The same consumer then searches for a specific model of car they are interested in. They land on your site and discover that you have the car they want at a reduced price.
But, with browser cookies, you cannot track the journey of the visitor with such accuracy nor with any data that can support the details. That’s because the browser restrictions that support data privacy and user preferences kill cookies which can no longer provide relevant information about the user or visitor. You will not even know the fundamental difference whether the person visiting is a new user or an existing customer.
Server-side tagging used to design and fully implement multi touch attribution models.
In order to implement a multi-touch attribution model, marketers first need to tag all the touchpoints where people interact with a brand. These tags are added either server-side or client side. In general, using server-side tagging has greater accuracy since it does not rely on any cookies and gives accurate results across devices and browsers. With server-side tagging, a unique identifier is created when an ad impression occurs which can then be used to attribute every subsequent interaction that person has with that company’s ad spend. Such identifiers can take many forms such as user id, IP address, screen resolution, browser type or mobile carrier IDs.
Setting aside the technological challenges: The cookie model is out of date.

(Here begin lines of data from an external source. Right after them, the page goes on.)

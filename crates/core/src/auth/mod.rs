//! Auth-failure recovery services.

pub mod coordinator;
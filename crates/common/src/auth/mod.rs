//! Authentication building blocks for the sync core.
//!
//! This module consolidates the credential-side pieces the sync services
//! compose:
//! - `types` — token set and wire-format types
//! - `traits` — ports for the token-refresh API and the secure store
//! - `token_manager` — token lifecycle (load, swap, clear)
//! - `client` — reqwest-backed refresh-endpoint client
//! - `csrf` — stateless per-call CSRF token source
//! - `pkce` — RFC 7636 helpers

pub mod client;
pub mod csrf;
pub mod pkce;
pub mod token_manager;
pub mod traits;
pub mod types;

pub use client::{AuthClient, AuthClientError};
pub use csrf::{CsrfError, CsrfTokenSource};
pub use pkce::PkceChallenge;
pub use token_manager::{TokenManager, TokenManagerError};
pub use traits::{AuthApi, SecureStore};
pub use types::{AuthConfig, TokenResponse, TokenSet, DEFAULT_REFRESH_LEAD};
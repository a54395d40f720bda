//! Core data types for the offline sync queue.

use std::collections::HashMap;
use std::fmt;
use std::time::Duration;

use chrono::{DateTime, Utc};
use serde::{Deserialize, Serialize};
use uuid::Uuid;

/// Queue item priority levels
///
/// Higher ordinal values are drained first; `created_at` breaks ties within
/// a band.
#[derive(Debug, Clone, Copy, PartialEq, Eq, PartialOrd, Ord, Hash, Serialize, Deserialize)]
pub enum Priority {
    Low = 0,
    Normal = 1,
    High = 2,
    Critical = 3,
}

impl From<u8> for Priority {
    fn from(value: u8) -> Self {
        match value {
            3 => Priority::Critical,
            2 => Priority::High,
            1 => Priority::Normal,
            _ => Priority::Low,
        }
    }
}

impl fmt::Display for Priority {
    fn fmt(&self, f: &mut fmt::Formatter<'_>) -> fmt::Result {
        match self {
            Priority::Critical => write!(f, "Critical"),
            Priority::High => write!(f, "High"),
            Priority::Normal => write!(f, "Normal"),
            Priority::Low => write!(f, "Low"),
        }
    }
}

/// Logical operation a queue item performs on its entity.
#[derive(Debug, Clone, Copy, PartialEq, Eq, Serialize, Deserialize)]
#[serde(rename_all = "lowercase")]
pub enum Operation {
    Create,
    Update,
    Delete,
}

impl fmt::Display for Operation {
    fn fmt(&self, f: &mut fmt::Formatter<'_>) -> fmt::Result {
        match self {
            Operation::Create => write!(f, "create"),
            Operation::Update => write!(f, "update"),
            Operation::Delete => write!(f, "delete"),
        }
    }
}

/// Item state in the queue
#[derive(Debug, Clone, Copy, PartialEq, Eq, Serialize, Deserialize)]
#[serde(rename_all = "lowercase")]
pub enum QueueItemState {
    Pending,
    Syncing,
    Completed,
    Failed,
}

impl QueueItemState {
    /// Completed and failed items are terminal and eventually purged.
    #[must_use]
    pub fn is_terminal(&self) -> bool {
        matches!(self, Self::Completed | Self::Failed)
    }
}

impl fmt::Display for QueueItemState {
    fn fmt(&self, f: &mut fmt::Formatter<'_>) -> fmt::Result {
        match self {
            QueueItemState::Pending => write!(f, "pending"),
            QueueItemState::Syncing => write!(f, "syncing"),
            QueueItemState::Completed => write!(f, "completed"),
            QueueItemState::Failed => write!(f, "failed"),
        }
    }
}

/// HTTP verb carried by a queued request.
///
/// A tagged variant decoded via pattern match; requests never encode the
/// verb inside the endpoint string.
#[derive(Debug, Clone, Copy, PartialEq, Eq, Serialize, Deserialize)]
#[serde(rename_all = "UPPERCASE")]
pub enum HttpMethod {
    Get,
    Post,
    Put,
    Patch,
    Delete,
}

impl HttpMethod {
    #[must_use]
    pub fn as_str(&self) -> &'static str {
        match self {
            HttpMethod::Get => "GET",
            HttpMethod::Post => "POST",
            HttpMethod::Put => "PUT",
            HttpMethod::Patch => "PATCH",
            HttpMethod::Delete => "DELETE",
        }
    }
}

impl fmt::Display for HttpMethod {
    fn fmt(&self, f: &mut fmt::Formatter<'_>) -> fmt::Result {
        write!(f, "{}", self.as_str())
    }
}

/// A serialized mutating request, stored verbatim inside a queue item and
/// replayed against the transport.
#[derive(Debug, Clone, PartialEq, Serialize, Deserialize)]
pub struct QueuedRequest {
    pub method: HttpMethod,
    pub path: String,
    #[serde(skip_serializing_if = "Option::is_none")]
    pub body: Option<serde_json::Value>,
    #[serde(default)]
    pub headers: HashMap<String, String>,
    #[serde(default)]
    pub query: HashMap<String, String>,
}

impl QueuedRequest {
    /// Create a request with no body, headers, or query parameters.
    pub fn new(method: HttpMethod, path: impl Into<String>) -> Self {
        Self { method, path: path.into(), body: None, headers: HashMap::new(), query: HashMap::new() }
    }

    /// Attach a JSON body.
    #[must_use]
    pub fn with_body(mut self, body: serde_json::Value) -> Self {
        self.body = Some(body);
        self
    }

    /// Add a header.
    #[must_use]
    pub fn with_header(mut self, key: impl Into<String>, value: impl Into<String>) -> Self {
        self.headers.insert(key.into(), value.into());
        self
    }

    /// Add a query parameter.
    #[must_use]
    pub fn with_query(mut self, key: impl Into<String>, value: impl Into<String>) -> Self {
        self.query.insert(key.into(), value.into());
        self
    }

    /// The endpoint key used for circuit-breaker bookkeeping.
    #[must_use]
    pub fn endpoint(&self) -> &str {
        &self.path
    }

    /// Validate the request before it is accepted into the queue.
    pub fn validate(&self) -> Result<(), String> {
        if self.path.is_empty() {
            return Err("Request path must not be empty".to_string());
        }
        if !self.path.starts_with('/') {
            return Err(format!("Request path must start with '/': {}", self.path));
        }
        Ok(())
    }
}

/// Derive the logical entity type from a request path.
///
/// Skips API and version prefixes so `/api/v1/orders/42` and `/orders/42`
/// both group under `orders`.
#[must_use]
pub fn entity_type_from_path(path: &str) -> String {
    path.split('/')
        .filter(|segment| !segment.is_empty())
        .find(|segment| {
            let lowered = segment.to_ascii_lowercase();
            lowered != "api"
                && !(lowered.len() > 1
                    && lowered.starts_with('v')
                    && lowered[1..].chars().all(|c| c.is_ascii_digit()))
        })
        .map_or_else(|| "unknown".to_string(), |segment| segment.to_ascii_lowercase())
}

/// A durable record of one pending mutating operation.
#[derive(Debug, Clone, PartialEq, Serialize, Deserialize)]
pub struct QueueItem {
    /// Store-assigned monotonically increasing id; 0 before insertion.
    pub id: i64,
    pub entity_type: String,
    pub entity_id: String,
    pub operation: Operation,
    pub request: QueuedRequest,
    pub priority: Priority,
    pub state: QueueItemState,
    pub retry_count: u32,
    pub created_at: DateTime<Utc>,
    pub expires_at: DateTime<Utc>,
    /// Entity id that must no longer be pending before this item is
    /// eligible.
    #[serde(skip_serializing_if = "Option::is_none")]
    pub depends_on: Option<String>,
    #[serde(skip_serializing_if = "Option::is_none")]
    pub last_error: Option<String>,
    /// Sent as the `Idempotency-Key` header so replays after ambiguous
    /// failures cannot double-apply.
    pub idempotency_key: String,
}

impl QueueItem {
    /// Create a new pending item. The id is assigned by the store at
    /// insertion.
    pub fn new(
        entity_id: impl Into<String>,
        operation: Operation,
        request: QueuedRequest,
        priority: Priority,
        ttl: Duration,
        now: DateTime<Utc>,
    ) -> Self {
        let entity_type = entity_type_from_path(&request.path);
        Self {
            id: 0,
            entity_type,
            entity_id: entity_id.into(),
            operation,
            request,
            priority,
            state: QueueItemState::Pending,
            retry_count: 0,
            created_at: now,
            expires_at: now
                + chrono::Duration::from_std(ttl)
                    .unwrap_or_else(|_| chrono::Duration::seconds(i64::from(u32::MAX))),
            depends_on: None,
            last_error: None,
            idempotency_key: Uuid::new_v4().to_string(),
        }
    }

    /// Set the dependency entity id.
    #[must_use]
    pub fn with_depends_on(mut self, entity_id: impl Into<String>) -> Self {
        self.depends_on = Some(entity_id.into());
        self
    }

    /// Whether the TTL has passed; expired items are purged regardless of
    /// remaining retry budget.
    #[must_use]
    pub fn is_expired(&self, now: DateTime<Utc>) -> bool {
        now > self.expires_at
    }

    /// Whether the item still has retry budget.
    #[must_use]
    pub fn can_retry(&self, max_retries: u32) -> bool {
        self.retry_count < max_retries
    }

    /// Promote the item to syncing.
    pub fn mark_syncing(&mut self) {
        self.state = QueueItemState::Syncing;
    }

    /// Mark the item as completed (terminal).
    pub fn mark_completed(&mut self) {
        self.state = QueueItemState::Completed;
        self.last_error = None;
    }

    /// Mark the item as failed (terminal), recording the reason.
    pub fn mark_failed(&mut self, reason: impl Into<String>) {
        self.state = QueueItemState::Failed;
        self.last_error = Some(reason.into());
    }

    /// Return the item to pending after a failed attempt, consuming one
    /// retry.
    pub fn mark_retry(&mut self, reason: impl Into<String>) {
        self.state = QueueItemState::Pending;
        self.retry_count += 1;
        self.last_error = Some(reason.into());
    }
}

/// Response produced by the transport executor.
#[derive(Debug, Clone, PartialEq, Serialize, Deserialize)]
pub struct TransportResponse {
    pub status: u16,
    #[serde(skip_serializing_if = "Option::is_none")]
    pub body: Option<serde_json::Value>,
}

impl TransportResponse {
    #[must_use]
    pub fn is_success(&self) -> bool {
        (200..300).contains(&self.status)
    }

    /// Best-effort error text extracted from the response body.
    #[must_use]
    pub fn error_message(&self) -> String {
        self.body
            .as_ref()
            .and_then(|body| body.get("message").or_else(|| body.get("error")))
            .and_then(|value| value.as_str())
            .map(str::to_string)
            .unwrap_or_else(|| format!("HTTP {}", self.status))
    }
}

/// Snapshot of queue composition returned by `stats()`.
#[derive(Debug, Clone, Default, PartialEq, Serialize, Deserialize)]
pub struct QueueStats {
    pub total_pending: usize,
    pub per_priority: HashMap<Priority, usize>,
    pub expired: usize,
}

/// Summary of one full sync orchestrator pass.
#[derive(Debug, Clone, PartialEq, Serialize, Deserialize)]
pub struct SyncResult {
    pub success: bool,
    pub processed_count: usize,
    pub failed_count: usize,
    pub message: String,
}

impl SyncResult {
    /// A pass that performed no work (offline, already running, or empty
    /// queue).
    pub fn skipped(message: impl Into<String>) -> Self {
        Self { success: true, processed_count: 0, failed_count: 0, message: message.into() }
    }
}
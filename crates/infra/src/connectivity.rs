//! Connectivity monitor backed by a watch channel.
//!
//! The platform layer (reachability callbacks, network extensions) drives
//! `set_online`; the sync services poll `is_online` and subscribe to
//! transition events.

use tokio::sync::watch;
use tracing::info;
use waypoint_core::ConnectivityMonitor;

/// Watch-channel connectivity monitor.
pub struct WatchConnectivityMonitor {
    tx: watch::Sender<bool>,
}

impl WatchConnectivityMonitor {
    /// Create a monitor with the given initial state.
    #[must_use]
    pub fn new(online: bool) -> Self {
        let (tx, _rx) = watch::channel(online);
        Self { tx }
    }

    /// Report the current reachability state.
    ///
    /// Subscribers are only notified on actual transitions; repeated
    /// reports of the same state are absorbed.
    pub fn set_online(&self, online: bool) {
        let changed = self.tx.send_if_modified(|state| {
            if *state == online {
                false
            } else {
                *state = online;
                true
            }
        });

        if changed {
            info!(online, "Connectivity changed");
        }
    }
}

impl Default for WatchConnectivityMonitor {
    fn default() -> Self {
        Self::new(true)
    }
}

impl ConnectivityMonitor for WatchConnectivityMonitor {
    fn is_online(&self) -> bool {
        *self.tx.borrow()
    }

    fn subscribe(&self) -> watch::Receiver<bool> {
        self.tx.subscribe()
    }
}

#[cfg(test)]
mod tests {
    //! Unit tests for the connectivity monitor.
    use super::*;

    #[tokio::test]
    async fn reports_current_state() {
        let monitor = WatchConnectivityMonitor::new(false);
        assert!(!monitor.is_online());

        monitor.set_online(true);
        assert!(monitor.is_online());
    }

    #[tokio::test]
    async fn subscribers_observe_transitions() {
        let monitor = WatchConnectivityMonitor::new(false);
        let mut rx = monitor.subscribe();

        monitor.set_online(true);
        rx.changed().await.unwrap();
        assert!(*rx.borrow());
    }

    #[tokio::test]
    async fn repeated_reports_are_absorbed() {
        let monitor = WatchConnectivityMonitor::new(true);
        let mut rx = monitor.subscribe();

        monitor.set_online(true);
        assert!(!rx.has_changed().unwrap(), "Same-state report must not notify");

        monitor.set_online(false);
        assert!(rx.has_changed().unwrap());
    }
}
//! HTTP client infrastructure.

pub mod client;
pub mod transport;

pub use client::{HttpClient, HttpClientBuilder};
pub use transport::HttpTransport;
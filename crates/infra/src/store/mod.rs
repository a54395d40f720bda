//! Durable queue store implementations.

pub mod sqlite;

pub use sqlite::SqliteQueueStore;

The entire digital marketing landscape relies on cookies and their ability to follow a user’s behavior across multiple sites and platforms, but this is coming to an end. Cookies are too restrictive in terms of privacy and preference. Even though tracking cookies store information for 24 months, this serves as no benefit if you cannot connect it to any relevant data or use that data to generate actionable insights. For example, consider a customer who visits your site, looks up a new car online … they have an existing coupon for $500 off the price of the car they want… but then they leave without buying anything.
Server side tags also allow for better privacy protection as they do not leak information out onto the internet like cookies do. For example, if you use server-side tags on your site, then users can’t track other sites that you visit or see what sites link back to yours since all of the information is stored only on your own server instead of their browsers. With cookies, there is no such thing as “private.”
Continue with the multi-touch attribution model in the post-cookie world.
Cookies can’t be used for multi touch attribution models, but server side tags have no such limitation and allow you to see where each customer came from. If you store all of this data only on your own servers instead of in browsers then users won’t even know that they’re being tracked since there is nothing stored about them anywhere else – it’s completely private! Use our server-side tag manager (like Google Tag Manager) so that you can track visitors with ease without sacrificing their privacy or security. It also works perfectly with any marketing platform as well as with other analytics tools.